[[ Data shown open ]]

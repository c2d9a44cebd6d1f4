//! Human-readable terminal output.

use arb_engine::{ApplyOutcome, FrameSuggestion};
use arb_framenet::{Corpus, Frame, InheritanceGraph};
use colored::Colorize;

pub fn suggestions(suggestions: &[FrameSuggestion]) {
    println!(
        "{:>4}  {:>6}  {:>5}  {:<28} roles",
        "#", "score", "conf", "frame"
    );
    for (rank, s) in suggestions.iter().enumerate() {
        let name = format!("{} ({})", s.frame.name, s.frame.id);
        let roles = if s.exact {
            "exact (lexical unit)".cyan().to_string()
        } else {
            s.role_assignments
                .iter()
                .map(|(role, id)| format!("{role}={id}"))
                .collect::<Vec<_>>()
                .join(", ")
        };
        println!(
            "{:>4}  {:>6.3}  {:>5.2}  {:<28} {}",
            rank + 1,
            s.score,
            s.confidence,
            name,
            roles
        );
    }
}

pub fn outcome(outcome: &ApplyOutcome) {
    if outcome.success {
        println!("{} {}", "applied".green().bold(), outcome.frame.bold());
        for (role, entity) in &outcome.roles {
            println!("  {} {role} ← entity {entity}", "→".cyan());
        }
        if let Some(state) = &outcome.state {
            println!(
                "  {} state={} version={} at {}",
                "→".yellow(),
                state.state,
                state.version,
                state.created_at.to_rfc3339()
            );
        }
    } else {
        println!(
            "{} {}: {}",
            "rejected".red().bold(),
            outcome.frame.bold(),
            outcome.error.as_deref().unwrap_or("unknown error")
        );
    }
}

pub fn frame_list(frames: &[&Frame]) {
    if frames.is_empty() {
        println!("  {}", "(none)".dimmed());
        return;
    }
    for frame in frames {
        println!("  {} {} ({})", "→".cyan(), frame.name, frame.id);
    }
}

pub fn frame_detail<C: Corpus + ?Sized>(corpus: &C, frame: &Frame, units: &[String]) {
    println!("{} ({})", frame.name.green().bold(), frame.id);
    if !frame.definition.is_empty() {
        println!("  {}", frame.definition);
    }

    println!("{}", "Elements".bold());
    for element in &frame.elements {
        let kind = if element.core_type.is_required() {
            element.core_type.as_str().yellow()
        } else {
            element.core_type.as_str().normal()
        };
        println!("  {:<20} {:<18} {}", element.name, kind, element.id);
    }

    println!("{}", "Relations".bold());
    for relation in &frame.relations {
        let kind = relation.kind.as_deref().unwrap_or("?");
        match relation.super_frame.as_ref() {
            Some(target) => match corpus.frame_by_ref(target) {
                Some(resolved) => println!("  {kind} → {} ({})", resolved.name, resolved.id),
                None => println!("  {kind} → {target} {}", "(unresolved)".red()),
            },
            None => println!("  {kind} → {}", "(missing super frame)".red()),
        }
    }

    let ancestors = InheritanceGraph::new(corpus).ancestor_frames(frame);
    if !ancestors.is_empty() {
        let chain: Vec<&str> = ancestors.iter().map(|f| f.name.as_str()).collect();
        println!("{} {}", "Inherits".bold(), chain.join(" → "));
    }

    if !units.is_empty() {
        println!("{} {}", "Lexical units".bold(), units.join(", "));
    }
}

[[ Data shown closed ]]

Task details:
Return all of the data precisely as it appears.

Reply to the task:
repository c2d9a44cebd6d1f4
//! Human-readable terminal output.

use arb_engine::{ApplyOutcome, FrameSuggestion};
use arb_framenet::{Corpus, Frame, InheritanceGraph};
use colored::Colorize;

pub fn suggestions(suggestions: &[FrameSuggestion]) {
    println!(
        "{:>4}  {:>6}  {:>5}  {:<28} roles",
        "#", "score", "conf", "frame"
    );
    for (rank, s) in suggestions.iter().enumerate() {
        let name = format!("{} ({})", s.frame.name, s.frame.id);
        let roles = if s.exact {
            "exact (lexical unit)".cyan().to_string()
        } else {
            s.role_assignments
                .iter()
                .map(|(role, id)| format!("{role}={id}"))
                .collect::<Vec<_>>()
                .join(", ")
        };
        println!(
            "{:>4}  {:>6.3}  {:>5.2}  {:<28} {}",
            rank + 1,
            s.score,
            s.confidence,
            name,
            roles
        );
    }
}

pub fn outcome(outcome: &ApplyOutcome) {
    if outcome.success {
        println!("{} {}", "applied".green().bold(), outcome.frame.bold());
        for (role, entity) in &outcome.roles {
            println!("  {} {role} ← entity {entity}", "→".cyan());
        }
        if let Some(state) = &outcome.state {
            println!(
                "  {} state={} version={} at {}",
                "→".yellow(),
                state.state,
                state.version,
                state.created_at.to_rfc3339()
            );
        }
    } else {
        println!(
            "{} {}: {}",
            "rejected".red().bold(),
            outcome.frame.bold(),
            outcome.error.as_deref().unwrap_or("unknown error")
        );
    }
}

pub fn frame_list(frames: &[&Frame]) {
    if frames.is_empty() {
        println!("  {}", "(none)".dimmed());
        return;
    }
    for frame in frames {
        println!("  {} {} ({})", "→".cyan(), frame.name, frame.id);
    }
}

pub fn frame_detail<C: Corpus + ?Sized>(corpus: &C, frame: &Frame, units: &[String]) {
    println!("{} ({})", frame.name.green().bold(), frame.id);
    if !frame.definition.is_empty() {
        println!("  {}", frame.definition);
    }

    println!("{}", "Elements".bold());
    for element in &frame.elements {
        let kind = if element.core_type.is_required() {
            element.core_type.as_str().yellow()
        } else {
            element.core_type.as_str().normal()
        };
        println!("  {:<20} {:<18} {}", element.name, kind, element.id);
    }

    println!("{}", "Relations".bold());
    for relation in &frame.relations {
        let kind = relation.kind.as_deref().unwrap_or("?");
        match relation.super_frame.as_ref() {
            Some(target) => match corpus.frame_by_ref(target) {
                Some(resolved) => println!("  {kind} → {} ({})", resolved.name, resolved.id),
                None => println!("  {kind} → {target} {}", "(unresolved)".red()),
            },
            None => println!("  {kind} → {}", "(missing super frame)".red()),
        }
    }

    let ancestors = InheritanceGraph::new(corpus).ancestor_frames(frame);
    if !ancestors.is_empty() {
        let chain: Vec<&str> = ancestors.iter().map(|f| f.name.as_str()).collect();
        println!("{} {}", "Inherits".bold(), chain.join(" → "));
    }

    if !units.is_empty() {
        println!("{} {}", "Lexical units".bold(), units.join(", "));
    }
}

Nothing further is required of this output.